Lee Epstein
Lee Epstein is a Distinguished Visiting Professor at the University of Southern California Gould School of Law. She was previously University Professor of Law & Political Science; and the Charles L. and Ramona I. Hilliard Distinguished Professor of Law at USC. Her research and teaching interests center on law and legal institutions, especially the behavior of judges.
She now serves as the Ethan A.H. Shepley Distinguished University Professor at Washington University in St. Louis
Epstein is a Fellow of the American Academy of Arts and Sciences and the American Academy of Political and Social Science. She also serves as co-director of the Center for Empirical Research in the Law and Principal Investigator of the U.S. Supreme Court Database. In addition to her position at the USC Gould School of Law, she is a Distinguished Visiting Professor at Hebrew University and a Visiting Professor at the University of Bergen in Norway.

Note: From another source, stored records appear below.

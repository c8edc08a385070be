// ABOUTME: Core types and constants for the Fitlink fitness connector server
// ABOUTME: Foundation crate with error handling, provider constants, and data models
//
// SPDX-License-Identifier: MIT OR Apache-2.0
// Copyright (c) 2025 Pierre Fitness Intelligence

#![deny(unsafe_code)]

//! # Fitlink Core
//!
//! Foundation crate providing shared types and constants for the Fitlink server and
//! its sync client. This crate is designed to change infrequently, enabling
//! incremental compilation benefits in the workspace.
//!
//! ## Modules
//!
//! - **errors**: Unified error handling with `AppError` and `ErrorCode`
//! - **constants**: Provider identifiers, scopes, and importer timing constants
//! - **models**: Activity records and dashboard summaries

/// Unified error handling system with standard error codes and HTTP responses
pub mod errors;

/// Application constants organized by domain
pub mod constants;

/// Core data models (Activity, `DashboardView`)
pub mod models;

A recipient of 12 grants from the National Science Foundation, Epstein has authored or co-authored more than 100 articles and essays and 18 books, including The Behavior of Federal Judges, with William M. Landes & Richard A. Posner (Harvard University Press) and An Introduction to Empirical Legal Research, with Andrew D. Martin (Oxford University Press). She is currently co-editing The Oxford Handbook on Judicial Behaviour (with Gunnar Grendstad, Urska Sadl, & Keren Weinshall). Professor Epstein’s empirical research is frequently cited in the New York Times, among other news media.
Awards include the Pritchett Award for the Best Book on Law and Courts and the Lasting Contribution Award for research “that has made a lasting impression on the field of law and courts” for The Choices Justice Make (with Jack Knight); the Teaching and Mentoring Award from the Law and Courts Section of the American Political Science Association for the Constitutional Law for a Changing America series; the Lifetime Achievement Award, also from the Law and Courts Section of the American Political Science Association.
Epstein teaches courses on constitutional law, judicial behavior, the U.S. Supreme Court, and research design and methods. She is a recipient of Northwestern University School of Law’s Outstanding First-Year Course Professor Award. At Washington University, she was named Professor of the Year by the Undergraduate Political Science Association and received a Faculty of the Year Award from the Student Union. She also received Washington University’s Alumni Board of Governors Distinguished Faculty Award and the Arthur Holly Compton Faculty Achievement Award.